Según cuenta Nietzsche, su idea del eterno retorno se le ocurrió por primera vez en agosto de 1881: «A 6.000 pies por encima del hombre y del tiempo. Recorría yo aquel día el bosque, por la orilla del lago Silplana; junto a una formidable roca que se eleva en pirámide, no lejos de Surlei, hice alto. Allí fue donde acudió a mí esta idea [del eterno retorno]». Sin embargo, y a fin de justificar la tesis que se trata de defender aquí sobre el carácter musical del eterno retorno, se aludirá a la carta que escribió el 16 de abril de 1881 a Peter Gast, a colación de la lectura que hizo del libro de R. Mayer, Aportaciones a la dinámica del cielo “en tales libros… puede escucharse la armonía de las esferas, una música que sólo está preparada para el hombre científico”. La lectura de este libro, podría encontrarse a la base de la idea del eterno retorno que se fundamenta en la consideración de que la fuerza sólo varía cualitativamente, pero no cuantitativamente. Es decir, el eterno retorno sería hasta cierto punto una reformulación de la ley de la conservación de la materia de la termodinámica que asume que la energía ni se crea ni se destruye, sino que sólo se transforma.
Desde este punto de vista, «lo mismo» del eterno retorno [Ewige Wiederkunft des Gleichen] no sería idéntico según el principio de identidad (A=A), sino que siempre sería idéntico por su materia, pero no por su forma, su constitución o su acción. Eternamente vuelve a sucederse todo lo ya acontecido y eso se debe a que ya ha sucedido alguna vez. Nietzsche acude a la metáfora del reloj de arena: el eterno retorno sería como un reloj de arena que es eternamente volteado. Los granos de arena son siempre los mismos, no así su colocación.

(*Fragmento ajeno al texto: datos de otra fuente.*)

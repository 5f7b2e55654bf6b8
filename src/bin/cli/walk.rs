//! Turns the command line's input paths into [`FileRecord`]s, applying
//! the recursion policy and the include/exclude selector as it goes.
//!
//! Grounded on the teacher's walk-and-select loop (`FileSelector` applied
//! per discovered entry) generalized to also stat each file up front,
//! since [`radyx::scheduler::unit_end`] needs `size` before any byte of
//! the file has been read.

use std::fs;
use std::path::{Path, PathBuf};

use radyx::model::{DirPool, FileRecord};
use radyx::{Timestamp, ext_table};
use walkdir::WalkDir;

use crate::cli::selector::{Recursion, Selector};

/// Walks every input path, returning the file records to archive. I/O
/// errors while stat'ing or walking are logged and the offending entry is
/// skipped; they are not fatal at this stage (the archive has not been
/// touched yet).
pub fn collect(
    inputs: &[PathBuf],
    selector: &Selector,
    recursion: Recursion,
    store_full_paths: bool,
    pool: &mut DirPool,
) -> Vec<FileRecord> {
    let mut out = Vec::new();
    for input in inputs {
        let strip_prefix = if store_full_paths {
            String::new()
        } else {
            input.parent().map(|p| p.to_string_lossy().into_owned()).unwrap_or_default()
        };

        let metadata = match fs::symlink_metadata(input) {
            Ok(m) => m,
            Err(source) => {
                log::warn!("failed to stat {}: {source}", input.display());
                continue;
            }
        };

        if metadata.is_dir() {
            let max_depth = match recursion {
                Recursion::None => 1,
                Recursion::Full | Recursion::NamedOnly => usize::MAX,
            };
            for entry in WalkDir::new(input).max_depth(max_depth).into_iter() {
                let entry = match entry {
                    Ok(e) => e,
                    Err(source) => {
                        log::warn!("failed to walk entry under {}: {source}", input.display());
                        continue;
                    }
                };
                if entry.file_type().is_dir() {
                    continue;
                }
                add_entry(entry.path(), &strip_prefix, selector, store_full_paths, pool, &mut out);
            }
        } else {
            add_entry(input, &strip_prefix, selector, store_full_paths, pool, &mut out);
        }
    }
    out
}

fn add_entry(
    path: &Path,
    strip_prefix: &str,
    selector: &Selector,
    store_full_paths: bool,
    pool: &mut DirPool,
    out: &mut Vec<FileRecord>,
) {
    let metadata = match fs::metadata(path) {
        Ok(m) => m,
        Err(source) => {
            log::warn!("failed to stat {}: {source}", path.display());
            return;
        }
    };
    if !metadata.is_file() {
        return;
    }

    let dir = path.parent().unwrap_or_else(|| Path::new("")).to_string_lossy().into_owned();
    let name = match path.file_name().and_then(|n| n.to_str()) {
        Some(n) => n.to_owned(),
        None => {
            log::warn!("skipping non-UTF-8 file name: {}", path.display());
            return;
        }
    };

    let root_offset = if store_full_paths {
        0
    } else {
        (strip_prefix.len() + 1).min(dir.len())
    };

    if !selector.is_trivial() {
        let mut relative = dir[root_offset..].to_owned();
        if !relative.is_empty() && !relative.ends_with(['/', '\\']) {
            relative.push('/');
        }
        relative.push_str(&name);
        if !selector.matches(&relative) {
            return;
        }
    }

    let ext_index = path
        .extension()
        .and_then(|e| e.to_str())
        .map(ext_table::lookup)
        .unwrap_or(0);

    out.push(FileRecord {
        dir: pool.intern(&dir),
        name,
        root_offset,
        ext_index,
        size: metadata.len(),
        crc32: 0,
        mtime: Timestamp::from_system_time(metadata.modified().unwrap_or(std::time::SystemTime::UNIX_EPOCH)).map(|t| t.as_filetime()),
        ctime: metadata
            .created()
            .ok()
            .and_then(Timestamp::from_system_time)
            .map(|t| t.as_filetime()),
        attributes: None,
    });
}

#[cfg(test)]
mod tests {
    use super::*;

    #[test]
    fn collects_a_flat_set_of_explicit_files() {
        let dir = tempfile::tempdir().unwrap();
        let a = dir.path().join("a.txt");
        let b = dir.path().join("b.txt");
        fs::write(&a, b"hello").unwrap();
        fs::write(&b, b"world").unwrap();

        let mut pool = DirPool::new();
        let selector = Selector::new();
        let records = collect(&[a, b], &selector, Recursion::NamedOnly, false, &mut pool);
        assert_eq!(records.len(), 2);
        assert!(records.iter().all(|r| r.size == 5));
    }

    #[test]
    fn recurses_into_directories_by_default() {
        let dir = tempfile::tempdir().unwrap();
        fs::create_dir(dir.path().join("sub")).unwrap();
        fs::write(dir.path().join("sub/nested.txt"), b"x").unwrap();

        let mut pool = DirPool::new();
        let selector = Selector::new();
        let records = collect(&[dir.path().to_path_buf()], &selector, Recursion::NamedOnly, false, &mut pool);
        assert_eq!(records.len(), 1);
        assert!(records[0].stored_path().ends_with("sub/nested.txt"));
    }

    #[test]
    fn no_recursion_skips_nested_files() {
        let dir = tempfile::tempdir().unwrap();
        fs::create_dir(dir.path().join("sub")).unwrap();
        fs::write(dir.path().join("sub/nested.txt"), b"x").unwrap();
        fs::write(dir.path().join("top.txt"), b"y").unwrap();

        let mut pool = DirPool::new();
        let selector = Selector::new();
        let records = collect(&[dir.path().to_path_buf()], &selector, Recursion::None, false, &mut pool);
        assert_eq!(records.len(), 1);
    }

    #[test]
    fn selector_filters_discovered_files() {
        let dir = tempfile::tempdir().unwrap();
        fs::write(dir.path().join("a.txt"), b"x").unwrap();
        fs::write(dir.path().join("b.log"), b"y").unwrap();

        let mut pool = DirPool::new();
        let mut selector = Selector::new();
        selector.add_include_pattern("*.txt").unwrap();
        let records = collect(&[dir.path().to_path_buf()], &selector, Recursion::NamedOnly, false, &mut pool);
        assert_eq!(records.len(), 1);
        assert!(records[0].name.ends_with(".txt"));
    }
}
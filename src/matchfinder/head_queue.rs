//! Double-ended atomic work queue handing out radix buckets to worker
//! threads.
//!
//! A plain front-to-back split lets the longest lists (which tend to
//! cluster at one end of the bucket table, since common byte values sort
//! together) all land on the last few threads to grab work, so those
//! threads finish long after everyone else is idle. Handing out buckets
//! from both ends at once — long lists from the back, short ones from the
//! front — keeps threads finishing close together.

use std::sync::atomic::{AtomicIsize, Ordering};

/// One radix bucket: the head of its match-link chain and how many
/// positions are chained into it.
#[derive(Debug, Clone, Copy)]
pub struct ListHead {
    pub head: u32,
    pub count: u32,
}

impl ListHead {
    pub const EMPTY: Self = Self { head: 0, count: 0 };
}

/// Hands out bucket indices `0..table_len` to concurrent workers, biggest
/// buckets first from the back, everything else from the front.
pub struct HeadIndexes {
    front: AtomicIsize,
    back: AtomicIsize,
    end: isize,
}

impl HeadIndexes {
    /// `buckets` is scanned once, single-threaded, to find `end`: the
    /// boundary such that buckets at or after it are all singletons or
    /// empty and can be skipped without ever going through the queue.
    pub fn new(buckets: &[ListHead], thread_count: usize) -> Self {
        let table_len = buckets.len() as isize;
        if thread_count <= 1 {
            return Self {
                front: AtomicIsize::new(0),
                back: AtomicIsize::new(table_len),
                end: table_len,
            };
        }
        let mut end = table_len;
        while end > 1 && buckets[(end - 1) as usize].count <= 1 {
            end -= 1;
        }
        Self {
            front: AtomicIsize::new(0),
            back: AtomicIsize::new(end),
            end,
        }
    }

    /// Atomically claims the next bucket index, or `None` once the queue
    /// is drained. Safe to call from any number of threads concurrently.
    pub fn next_index(&self) -> Option<usize> {
        if self.back.load(Ordering::Acquire) > self.end {
            let index = self.back.fetch_sub(1, Ordering::AcqRel) - 1;
            if index >= self.end {
                return Some(index as usize);
            }
        }
        if self.front.load(Ordering::Acquire) < self.end {
            let index = self.front.fetch_add(1, Ordering::AcqRel);
            if index < self.end {
                return Some(index as usize);
            }
        }
        None
    }
}

#[cfg(test)]
mod tests {
    use super::*;

    fn buckets(counts: &[u32]) -> Vec<ListHead> {
        counts
            .iter()
            .map(|&count| ListHead { head: 0, count })
            .collect()
    }

    #[test]
    fn single_threaded_drains_front_to_back() {
        let b = buckets(&[5, 3, 2]);
        let q = HeadIndexes::new(&b, 1);
        let mut seen = vec![];
        while let Some(i) = q.next_index() {
            seen.push(i);
        }
        seen.sort_unstable();
        assert_eq!(seen, vec![0, 1, 2]);
    }

    #[test]
    fn multi_threaded_drains_every_index_exactly_once() {
        let b = buckets(&[5, 3, 2, 1, 0, 9, 4]);
        let q = HeadIndexes::new(&b, 4);
        let mut seen = vec![];
        while let Some(i) = q.next_index() {
            seen.push(i);
        }
        seen.sort_unstable();
        assert_eq!(seen, (0..b.len()).collect::<Vec<_>>());
    }

    #[test]
    fn trailing_singletons_are_excluded_as_guaranteed_no_ops() {
        // A list with count <= 1 has nothing to refine, so the queue
        // permanently drops the trailing run of such buckets rather than
        // handing them to a worker that would immediately no-op on them.
        let b = buckets(&[4, 4, 1, 0]);
        let q = HeadIndexes::new(&b, 2);
        let mut seen = vec![];
        while let Some(i) = q.next_index() {
            seen.push(i);
        }
        seen.sort_unstable();
        assert_eq!(seen, vec![0, 1]);
    }
}
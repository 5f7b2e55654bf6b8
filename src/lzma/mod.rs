//! LZMA2 compression (module C2): range coding, the probability model,
//! bit pricing, price-guided parsing, LZMA2 chunk framing, and the
//! top-level multi-threaded encoder that ties them together.

pub mod encoder;
pub mod lzma2;
pub mod optimizer;
pub mod price;
pub mod range_coder;
pub mod state;

pub use encoder::{coder_info, encode_parallel, encode_range, Lzma2Params};
pub use optimizer::{choose_edge, Edge};
pub use price::PriceTable;
pub use range_coder::RangeEncoder;
pub use state::LzmaState;
//! CRC-32 checksum computation.
//!
//! CRC-32 (IEEE 802.3 polynomial) is the checksum embedded in 7z archives
//! for both per-file and per-folder integrity verification.
use std::io::{self, Read, Write};

/// Size of the read buffer used by [`Crc32::compute_reader`].
const READ_BUFFER_SIZE: usize = 64 * 1024;

/// Incremental CRC-32 calculator.
///
/// # Example
///
/// ```rust
/// use radyx::checksum::Crc32;
///
/// let mut crc = Crc32::new();
/// crc.update(b"Hello, ");
/// crc.update(b"World!");
/// assert_eq!(crc.finalize(), 0xEC4AC3D0);
/// ```
#[derive(Clone)]
pub struct Crc32 {
    hasher: crc32fast::Hasher,
}

impl Default for Crc32 {
    fn default() -> Self {
        Self::new()
    }
}

impl std::fmt::Debug for Crc32 {
    fn fmt(&self, f: &mut std::fmt::Formatter<'_>) -> std::fmt::Result {
        f.debug_struct("Crc32")
            .field("current", &self.hasher.clone().finalize())
            .finish()
    }
}

impl Crc32 {
    pub fn new() -> Self {
        Self {
            hasher: crc32fast::Hasher::new(),
        }
    }

    pub fn update(&mut self, data: &[u8]) {
        self.hasher.update(data);
    }

    pub fn finalize(&self) -> u32 {
        self.hasher.clone().finalize()
    }

    pub fn reset(&mut self) {
        self.hasher.reset();
    }

    /// Computes the CRC-32 of a single slice in one call.
    pub fn compute(data: &[u8]) -> u32 {
        let mut hasher = Self::new();
        hasher.update(data);
        hasher.finalize()
    }

    /// Computes the CRC-32 by reading a reader to completion.
    pub fn compute_reader<R: Read>(reader: &mut R) -> io::Result<u32> {
        let mut hasher = Self::new();
        let mut buffer = [0u8; READ_BUFFER_SIZE];
        loop {
            let n = reader.read(&mut buffer)?;
            if n == 0 {
                break;
            }
            hasher.update(&buffer[..n]);
        }
        Ok(hasher.finalize())
    }
}

/// A writer wrapper that computes a running CRC-32 of everything written
/// through it. Used to checksum file content as it streams into the
/// dictionary buffer, without a second pass over the bytes.
pub struct Crc32Writer<W> {
    inner: W,
    crc: Crc32,
    bytes_written: u64,
}

impl<W> Crc32Writer<W> {
    pub fn new(inner: W) -> Self {
        Self {
            inner,
            crc: Crc32::new(),
            bytes_written: 0,
        }
    }

    pub fn crc(&self) -> u32 {
        self.crc.finalize()
    }

    pub fn bytes_written(&self) -> u64 {
        self.bytes_written
    }

    pub fn reset(&mut self) {
        self.crc.reset();
        self.bytes_written = 0;
    }

    pub fn into_inner(self) -> W {
        self.inner
    }

    pub fn get_ref(&self) -> &W {
        &self.inner
    }

    pub fn get_mut(&mut self) -> &mut W {
        &mut self.inner
    }
}

impl<W: Write> Write for Crc32Writer<W> {
    fn write(&mut self, buf: &[u8]) -> io::Result<usize> {
        let n = self.inner.write(buf)?;
        self.crc.update(&buf[..n]);
        self.bytes_written += n as u64;
        Ok(n)
    }

    fn flush(&mut self) -> io::Result<()> {
        self.inner.flush()
    }
}

#[cfg(test)]
mod tests {
    use super::*;

    #[test]
    fn known_vector() {
        assert_eq!(Crc32::compute(b"Hello, World!"), 0xEC4A_C3D0);
    }

    #[test]
    fn single_tiny_file_vector() {
        // "hello.txt" content from the single-tiny-file scenario.
        assert_eq!(Crc32::compute(b"Hello\n"), 0x3196_3516);
    }

    #[test]
    fn incremental_matches_one_shot() {
        let mut crc = Crc32::new();
        crc.update(b"abc");
        crc.update(b"def");
        assert_eq!(crc.finalize(), Crc32::compute(b"abcdef"));
    }

    #[test]
    fn writer_passes_bytes_through_and_tracks_crc() {
        let mut buf = Vec::new();
        let mut w = Crc32Writer::new(&mut buf);
        w.write_all(b"Hello, World!").unwrap();
        assert_eq!(w.crc(), 0xEC4A_C3D0);
        assert_eq!(w.bytes_written(), 13);
        assert_eq!(buf, b"Hello, World!");
    }
}
//! Multi-pass radix bucket sort match finder.
//!
//! Builds a match-link table over a dictionary window in stages:
//!
//! 1. An initial pass buckets every position by its next two bytes,
//!    giving up to 65536 lists of positions that already share a 2-byte
//!    prefix.
//! 2. Every member of a list is immediately given a provisional link to
//!    its nearest lower-offset neighbor within the list, confirmed to
//!    the list's current depth — so even a position whose list never
//!    gets refined further still ends up with a usable, if short, match.
//!    Every [`REPEAT_CHECK_INTERVAL`] depth steps, a list still being
//!    refined is checked for being a tandem-repeating run (every member
//!    within `depth` of its predecessor, the signature of a block made
//!    of one short repeated pattern); such a list is capped at
//!    [`OVERLAP_LENGTH_CAP`] and stops recursing instead of deepening
//!    one more byte per remaining position, which is what a plain
//!    byte-at-a-time bucket pass would otherwise do on that input.
//! 3. Lists whose length falls in [`BUFFERED_LOWER_BOUND`]..=
//!    [`MATCH_BUFFER_SIZE`], with enough depth left before `max_depth`
//!    to be worth it, are refined through [`refine_buffered`] instead:
//!    their next few bytes are read into a local [`StringMatch`] cache
//!    once, and every subsequent bucketing pass reads that cache rather
//!    than re-touching `data`. The cache is reloaded from `data` once a
//!    pass has consumed it.
//! 4. Lists at or below [`MAX_BRUTE_FORCE`] members (or that have
//!    reached the configured search depth) are finished by direct
//!    pairwise comparison, which both bounds the recursion and beats
//!    another bucketing pass once a list is that small.
//!
//! Unlike a hash chain, a bucket pass narrows every member of a list at
//! once, so the cost of confirming a long shared prefix across many
//! positions is paid once per prefix length, not once per position.
//!
//! Top-level lists are independent of each other, so [`build`] hands
//! them out through a [`HeadIndexes`] queue to worker threads. Each
//! worker accumulates its own link updates and they are merged into the
//! shared table once every worker finishes, which avoids the unsynchronized
//! concurrent writes into one shared table that a pointer-based
//! implementation would use.

use super::head_queue::{HeadIndexes, ListHead};
use super::packed_table::PackedMatchTable;

/// Lists at or below this length are finished by direct pairwise
/// comparison rather than another bucketing pass.
const MAX_BRUTE_FORCE: usize = 6;
/// How often, in depth steps, a list still being recursively refined is
/// checked for being a tandem-repeating run.
const REPEAT_CHECK_INTERVAL: u32 = 32;
/// Length a detected tandem-repeating run is capped at instead of
/// recursing one more byte per remaining position.
const OVERLAP_LENGTH_CAP: u32 = 273;
/// Lower bound, in member count, for routing a list through the
/// buffered sub-path rather than reading `data` directly on every pass.
const BUFFERED_LOWER_BOUND: usize = 30;
/// Upper bound, in member count, for the buffered sub-path; larger lists
/// go through the plain recursive pass instead.
const MATCH_BUFFER_SIZE: usize = 512;
/// The buffered sub-path only starts if at least this many depth steps
/// remain before `max_depth`, so there is enough work left to amortize
/// the cost of loading the cache.
const BUFFERED_DEPTH_MARGIN: usize = 4;
/// Bytes cached per member in the buffered sub-path before it has to
/// reload from `data`.
const CACHE_WINDOW: usize = 8;
/// A link update produced by refining one list: `(position, link, confirmed length)`.
type LinkUpdate = (u32, u32, u32);

/// Builds a match-link table over `data`, treating everything at or
/// after `dict_start` as both a valid match source and target, and
/// everything before it as dictionary content usable only as a source.
/// No chain confirms more than `max_depth` bytes of shared prefix.
pub fn build(data: &[u8], dict_start: usize, max_depth: usize, thread_count: usize) -> PackedMatchTable {
    let mut table = PackedMatchTable::new(data.len());
    if data.len() < 2 {
        return table;
    }
    let top_lists = initial_buckets(data);
    let heads: Vec<ListHead> = top_lists
        .iter()
        .map(|members| ListHead {
            head: members.first().copied().unwrap_or(u32::MAX),
            count: members.len() as u32,
        })
        .collect();
    let queue = HeadIndexes::new(&heads, thread_count.max(1));
    let updates: Vec<LinkUpdate> = if thread_count <= 1 {
        drain_queue(&queue, &top_lists, data, max_depth)
    } else {
        std::thread::scope(|scope| {
            let handles: Vec<_> = (0..thread_count)
                .map(|_| scope.spawn(|| drain_queue(&queue, &top_lists, data, max_depth)))
                .collect();
            handles.into_iter().flat_map(|h| h.join().unwrap()).collect()
        })
    };
    for (pos, link, length) in updates {
        if (pos as usize) >= dict_start {
            table.set(pos as usize, link, length);
        }
    }
    table
}

fn drain_queue(queue: &HeadIndexes, top_lists: &[Vec<u32>], data: &[u8], max_depth: usize) -> Vec<LinkUpdate> {
    let mut updates = Vec::new();
    while let Some(index) = queue.next_index() {
        let members = &top_lists[index];
        if members.len() >= 2 {
            refine(data, members, 2, max_depth, &mut updates);
        }
    }
    updates
}

/// Groups every position in `0..data.len()-1` by its next two bytes,
/// preserving ascending position order within each group.
fn initial_buckets(data: &[u8]) -> Vec<Vec<u32>> {
    const RADIX: usize = 1 << 16;
    let mut buckets: Vec<Vec<u32>> = (0..RADIX).map(|_| Vec::new()).collect();
    for pos in 0..data.len() - 1 {
        let radix = (data[pos] as usize) | ((data[pos + 1] as usize) << 8);
        buckets[radix].push(pos as u32);
    }
    buckets
}

/// Refines one list of positions already known to share `depth` bytes
/// of common prefix, recording a link for every member and recursing
/// into sub-lists that can still be narrowed further.
fn refine(data: &[u8], members: &[u32], depth: u32, max_depth: usize, updates: &mut Vec<LinkUpdate>) {
    if members.len() < 2 {
        return;
    }
    // Provisional link: every member points at its nearest lower-offset
    // neighbor, confirmed to the depth the whole list already shares.
    // A deeper pass below overwrites this for anyone it can narrow
    // further; anyone left out keeps this as their final match.
    for pair in members.windows(2) {
        updates.push((pair[1], pair[0], depth));
    }
    if depth > 0 && depth % REPEAT_CHECK_INTERVAL == 0 && is_overlapping_run(members, depth) {
        cap_overlapping_run(members, max_depth, updates);
        return;
    }
    if members.len() <= MAX_BRUTE_FORCE || depth as usize >= max_depth {
        brute_force(data, members, depth, max_depth, updates);
        return;
    }
    if members.len() >= BUFFERED_LOWER_BOUND
        && members.len() <= MATCH_BUFFER_SIZE
        && (depth as usize) + BUFFERED_DEPTH_MARGIN <= max_depth
    {
        let buffered: Vec<StringMatch> = members.iter().map(|&pos| StringMatch::load(data, pos, depth)).collect();
        refine_buffered(data, &buffered, depth, depth, max_depth, updates);
        return;
    }
    const RADIX: usize = 256;
    let mut sub_buckets: Vec<Vec<u32>> = (0..RADIX).map(|_| Vec::new()).collect();
    for &pos in members {
        let byte = *data.get(pos as usize + depth as usize).unwrap_or(&0) as usize;
        sub_buckets[byte].push(pos);
    }
    for sub in sub_buckets {
        if sub.len() >= 2 {
            refine(data, &sub, depth + 1, max_depth, updates);
        }
    }
}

No se trata de una mera fusión del comienzo y del final, pues al fin y cabo tales puntos nodulares se podrían encontrar en algún punto concreto, sino que el eterno retorno es un círculo que no empieza ni acaba, cuyos puntos se encuentran a la misma distancia porque todos se contienen entre sí. Se trataría de algo así como un anillo sin agujero, un anillo opaco, donde todas las fuerzas confluyen en el centro y en la periferia, donde todo es centro. Esa idea en la que confluyen un punto inicial y uno final (coincidente con la parusía o el génesis), es una muera construcción del sujeto, que ante la inabarcabilidad de la totalidad del tiempo, lo fragmenta, lo divide. Es decir, lo falsea, adaptándolo a su capacidad limitada y finita de percibirlo. De ahí que la revelación del eterno retorno esté por encima del hombre y del tiempo. Nietzsche propone así «para la humanidad la hora del mediodía», pues cada momento sería el más brillante, sin sombras ni oscuridad, con una luz que iluminaría todo lo vivido y lo por vivir: cada momento se vive de tal momento que se enfrenta a la vida y a la muerte «¿Era esto la vida? ¡Bien! ¡Otra vez!».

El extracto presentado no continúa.